ASSIGNMENT
Word for word, retype the first line of the records and every following line through the one containing "pub const DISPLAY_FILTER_INTENSITY: &str".

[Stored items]
>>>
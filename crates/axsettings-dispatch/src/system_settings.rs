//! System Settings: categories, panes and how to reach them

use crate::navigation::{Confirmation, Destination, Locate, NavigationResult, PaneNavigator, Scope};
use axsettings_core::controls::{Checkbox, Control, PopUpButton, RadioGroup, Slider, Window};
use axsettings_core::{AutomationSession, Deadline, Error, Result, Role, UIElement};
use serde::{Deserialize, Serialize};
use std::fmt;
use std::str::FromStr;
use tracing::info;

pub const BUNDLE_ID: &str = "com.apple.systempreferences";

/// Control identifiers in the accessibility panes.
pub mod ids {
    pub const DISPLAY_FILTER_ENABLED: &str = "AX_DISPLAY_FILTER_ENABLED";
    pub const DISPLAY_FILTER_TYPE: &str = "AX_DISPLAY_FILTER_TYPE";
    pub const DISPLAY_FILTER_INTENSITY: &str = "AX_DISPLAY_FILTER_INTENSITY";
    pub const DIFFERENTIATE_WITHOUT_COLOR: &str = "AX_DIFFERENTIATE_WITHOUT_COLOR";
    pub const INCREASE_CONTRAST: &str = "AX_INCREASE_CONTRAST";
    pub const INVERT_COLOR: &str = "AX_INVERT_COLOR";
    pub const INVERT_COLOR_MODE: &str = "AX_INVERT_COLOR_MODE";
    pub const REDUCE_MOTION: &str = "AX_REDUCE_MOTION";
    pub const REDUCE_TRANSPARENCY: &str = "AX_REDUCE_TRANSPARENCY";
    pub const FIND_CURSOR: &str = "AX_FIND_CURSOR";
    pub const CURSOR_SIZE: &str = "AX_CURSOR_SIZE";

    pub const HOVER_TEXT_ENABLE: &str = "AX_HOVER_TEXT_ENABLE";
    pub const ZOOM_ENABLE_HOTKEYS: &str = "AX_ZOOM_ENABLE_HOTKEYS";
    pub const ZOOM_ENABLE_GESTURE: &str = "AX_ZOOM_ENABLE_GESTURE";
    pub const ZOOM_TRACKPAD: &str = "AX_ZOOM_TRACKPAD";
    pub const ZOOM_STYLE_POPUP: &str = "AX_ZOOM_STYLE_POPUP";
}

#[derive(Debug, Clone, Copy, PartialEq, Eq, Hash, Serialize, Deserialize)]
#[serde(rename_all = "lowercase")]
pub enum Category {
    Accessibility,
    Appearance,
    Displays,
    General,
    Keyboard,
    Mouse,
    Trackpad,
}

impl Category {
    pub const ALL: [Category; 7] = [
        Category::Accessibility,
        Category::Appearance,
        Category::Displays,
        Category::General,
        Category::Keyboard,
        Category::Mouse,
        Category::Trackpad,
    ];

    /// Identifier of the sidebar cell for this category.
    pub fn identifier(&self) -> &'static str {
        match self {
            Category::Accessibility => "com.apple.Accessibility-Settings.extension",
            Category::Appearance => "com.apple.Appearance-Settings.extension",
            Category::Displays => "com.apple.Displays-Settings.extension",
            Category::General => "com.apple.systempreferences.GeneralSettings",
            Category::Keyboard => "com.apple.Keyboard-Settings.extension",
            Category::Mouse => "com.apple.Mouse-Settings.extension",
            Category::Trackpad => "com.apple.Trackpad-Settings.extension",
        }
    }

    pub fn title(&self) -> &'static str {
        match self {
            Category::Accessibility => "Accessibility",
            Category::Appearance => "Appearance",
            Category::Displays => "Displays",
            Category::General => "General",
            Category::Keyboard => "Keyboard",
            Category::Mouse => "Mouse",
            Category::Trackpad => "Trackpad",
        }
    }

    fn slug(&self) -> &'static str {
        match self {
            Category::Accessibility => "accessibility",
            Category::Appearance => "appearance",
            Category::Displays => "displays",
            Category::General => "general",
            Category::Keyboard => "keyboard",
            Category::Mouse => "mouse",
            Category::Trackpad => "trackpad",
        }
    }

    /// Sidebar rows are virtualized, so the row is found through the lineage
    /// of its identified cell.
    pub fn destination(&self) -> Destination {
        Destination::new(
            self.title(),
            Locate::Lineage {
                identifier: self.identifier().to_string(),
                ancestor: Role::Row,
            },
            Confirmation::WindowTitle {
                title: self.title().to_string(),
                prefix: true,
            },
        )
        .in_scope(Scope::Sidebar)
        .unwinding()
    }
}

impl FromStr for Category {
    type Err = Error;

    fn from_str(s: &str) -> Result<Self> {
        Category::ALL
            .into_iter()
            .find(|c| c.slug().eq_ignore_ascii_case(s))
            .ok_or_else(|| Error::invalid_value(format!("Unknown settings category '{}'", s)))
    }
}

#[derive(Debug, Clone, Copy, PartialEq, Eq, Hash)]
pub enum AccessibilitySection {
    Display,
    SpokenContent,
    VoiceOver,
    Zoom,
}

impl AccessibilitySection {
    pub const ALL: [AccessibilitySection; 4] = [
        AccessibilitySection::Display,
        AccessibilitySection::SpokenContent,
        AccessibilitySection::VoiceOver,
        AccessibilitySection::Zoom,
    ];

    pub fn identifier(&self) -> &'static str {
        match self {
            AccessibilitySection::Display => "AX_FEATURE_DISPLAY",
            AccessibilitySection::SpokenContent => "AX_FEATURE_SPOKENCONTENT",
            AccessibilitySection::VoiceOver => "AX_FEATURE_VOICEOVER",
            AccessibilitySection::Zoom => "AX_FEATURE_ZOOM",
        }
    }

    pub fn title(&self) -> &'static str {
        match self {
            AccessibilitySection::Display => "Display",
            AccessibilitySection::SpokenContent => "Spoken Content",
            AccessibilitySection::VoiceOver => "VoiceOver",
            AccessibilitySection::Zoom => "Zoom",
        }
    }

    fn slug(&self) -> &'static str {
        match self {
            AccessibilitySection::Display => "display",
            AccessibilitySection::SpokenContent => "spoken-content",
            AccessibilitySection::VoiceOver => "voiceover",
            AccessibilitySection::Zoom => "zoom",
        }
    }

    pub fn destination(&self) -> Destination {
        Destination::new(
            self.title(),
            Locate::Identifier(self.identifier().to_string()),
            Confirmation::WindowTitle {
                title: self.title().to_string(),
                prefix: false,
            },
        )
        .in_scope(Scope::Detail)
    }
}

/// A pane of System Settings, written `category` or `accessibility/<section>`.
#[derive(Debug, Clone, Copy, PartialEq, Eq, Hash, Serialize, Deserialize)]
#[serde(try_from = "String", into = "String")]
pub enum SettingsView {
    Category(Category),
    Accessibility(AccessibilitySection),
}

impl SettingsView {
    /// Destinations to visit, in order, from wherever the window is.
    pub fn route(&self) -> Vec<Destination> {
        match self {
            SettingsView::Category(c) => vec![c.destination()],
            SettingsView::Accessibility(section) => {
                vec![Category::Accessibility.destination(), section.destination()]
            }
        }
    }

    pub fn category(&self) -> Category {
        match self {
            SettingsView::Category(c) => *c,
            SettingsView::Accessibility(_) => Category::Accessibility,
        }
    }
}

impl fmt::Display for SettingsView {
    fn fmt(&self, f: &mut fmt::Formatter<'_>) -> fmt::Result {
        match self {
            SettingsView::Category(c) => f.write_str(c.slug()),
            SettingsView::Accessibility(s) => write!(f, "accessibility/{}", s.slug()),
        }
    }
}

impl FromStr for SettingsView {
    type Err = Error;

    fn from_str(s: &str) -> Result<Self> {
        match s.split_once('/') {
            None => Ok(SettingsView::Category(s.parse()?)),
            Some((category, section)) if category.eq_ignore_ascii_case("accessibility") => {
                AccessibilitySection::ALL
                    .into_iter()
                    .find(|a| a.slug().eq_ignore_ascii_case(section))
                    .map(SettingsView::Accessibility)
                    .ok_or_else(|| {
                        Error::invalid_value(format!("Unknown accessibility section '{}'", section))
                            .with_suggestions(
                                AccessibilitySection::ALL
                                    .iter()
                                    .map(|a| format!("accessibility/{}", a.slug()))
                                    .collect(),
                            )
                    })
            }
            Some(_) => Err(Error::invalid_value(format!(
                "Settings view '{}' is not supported; only accessibility has sections",
                s
            ))),
        }
    }
}

impl TryFrom<String> for SettingsView {
    type Error = Error;

    fn try_from(s: String) -> Result<Self> {
        s.parse()
    }
}

impl From<SettingsView> for String {
    fn from(view: SettingsView) -> Self {
        view.to_string()
    }
}

/// Color filter kinds, keyed by the value stored in `com.apple.mediaaccessibility`.
#[derive(Debug, Clone, Copy, PartialEq, Eq)]
pub enum ColorFilterType {
    Grayscale = 1,
    Protanopia = 2,
    Deuteranopia = 4,
    Tritanopia = 8,
    ColorTint = 16,
}

impl ColorFilterType {
    pub const ALL: [ColorFilterType; 5] = [
        ColorFilterType::Grayscale,
        ColorFilterType::Protanopia,
        ColorFilterType::Deuteranopia,
        ColorFilterType::Tritanopia,
        ColorFilterType::ColorTint,
    ];

    pub fn raw(&self) -> i64 {
        *self as i64
    }

    pub fn from_raw(raw: i64) -> Option<Self> {
        Self::ALL.into_iter().find(|t| t.raw() == raw)
    }

    /// Text shown in the filter type pop-up.
    pub fn label(&self) -> &'static str {
        match self {
            ColorFilterType::Grayscale => "Grayscale",
            ColorFilterType::Protanopia => "Red/Green filter (Protanopia)",
            ColorFilterType::Deuteranopia => "Green/Red filter (Deuteranopia)",
            ColorFilterType::Tritanopia => "Blue/Yellow filter (Tritanopia)",
            ColorFilterType::ColorTint => "Color Tint",
        }
    }
}

#[derive(Debug, Clone, Copy, PartialEq, Eq)]
pub enum ZoomStyle {
    FullScreen = 0,
    PictureInPicture = 1,
    SplitScreen = 2,
}

impl ZoomStyle {
    pub const ALL: [ZoomStyle; 3] = [
        ZoomStyle::FullScreen,
        ZoomStyle::PictureInPicture,
        ZoomStyle::SplitScreen,
    ];

    pub fn raw(&self) -> i64 {
        *self as i64
    }

    pub fn from_raw(raw: i64) -> Option<Self> {
        Self::ALL.into_iter().find(|s| s.raw() == raw)
    }

    pub fn label(&self) -> &'static str {
        match self {
            ZoomStyle::FullScreen => "Full Screen",
            ZoomStyle::PictureInPicture => "Picture-in-Picture",
            ZoomStyle::SplitScreen => "Split Screen",
        }
    }
}

pub struct SystemSettings;

impl SystemSettings {
    /// Bring `view` up in System Settings.
    ///
    /// Attaches to a running instance or launches one; a launch is recorded
    /// in `session` so that ending the session closes it again.
    pub async fn open(
        view: SettingsView,
        session: &mut AutomationSession,
        deadline: Deadline,
    ) -> Result<SettingsPane> {
        let automation = session.automation().clone();
        automation.ensure_authorized()?;

        let (app, launched) = session.launch_or_attach(BUNDLE_ID, deadline).await?;
        let window = app.wait_until_main_window(deadline).await?;

        let mut navigator = PaneNavigator::new(automation.config());
        let result = navigator.follow(&window, &view.route(), deadline).await?;
        info!(%view, launched, "settings pane open");
        Ok(SettingsPane { view, result })
    }
}

/// An open pane. Controls are looked up fresh on every call.
#[derive(Debug, Clone)]
pub struct SettingsPane {
    view: SettingsView,
    result: NavigationResult,
}

impl SettingsPane {
    pub fn view(&self) -> SettingsView {
        self.view
    }

    pub fn window(&self) -> &Window {
        self.result.window()
    }

    pub fn detail(&self) -> &UIElement {
        self.result.detail()
    }

    /// Re-resolve the detail region after the UI rebuilt it.
    pub fn refresh(&self) -> Result<SettingsPane> {
        Ok(SettingsPane {
            view: self.view,
            result: self.result.refresh()?,
        })
    }

    pub fn checkbox(&self, identifier: &str) -> Result<Checkbox> {
        Checkbox::locate(self.detail(), identifier)
    }

    pub fn checkbox_labeled(&self, label: &str) -> Result<Checkbox> {
        Checkbox::locate_labeled(self.detail(), label)
    }

    pub fn slider(&self, identifier: &str) -> Result<Slider> {
        Slider::locate(self.detail(), identifier)
    }

    pub fn popup(&self, identifier: &str) -> Result<PopUpButton> {
        PopUpButton::locate(self.detail(), identifier)
    }

    pub fn radio_group(&self, identifier: &str) -> Result<RadioGroup> {
        RadioGroup::locate(self.detail(), identifier)
    }
}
<<<
EXERCISE RESULT
filename crates/axsettings-dispatch/src/system_settings.rs
//! System Settings: categories, panes and how to reach them

use crate::navigation::{Confirmation, Destination, Locate, NavigationResult, PaneNavigator, Scope};
use axsettings_core::controls::{Checkbox, Control, PopUpButton, RadioGroup, Slider, Window};
use axsettings_core::{AutomationSession, Deadline, Error, Result, Role, UIElement};
use serde::{Deserialize, Serialize};
use std::fmt;
use std::str::FromStr;
use tracing::info;

pub const BUNDLE_ID: &str = "com.apple.systempreferences";

/// Control identifiers in the accessibility panes.
pub mod ids {
    pub const DISPLAY_FILTER_ENABLED: &str = "AX_DISPLAY_FILTER_ENABLED";
    pub const DISPLAY_FILTER_TYPE: &str = "AX_DISPLAY_FILTER_TYPE";
    pub const DISPLAY_FILTER_INTENSITY: &str = "AX_DISPLAY_FILTER_INTENSITY";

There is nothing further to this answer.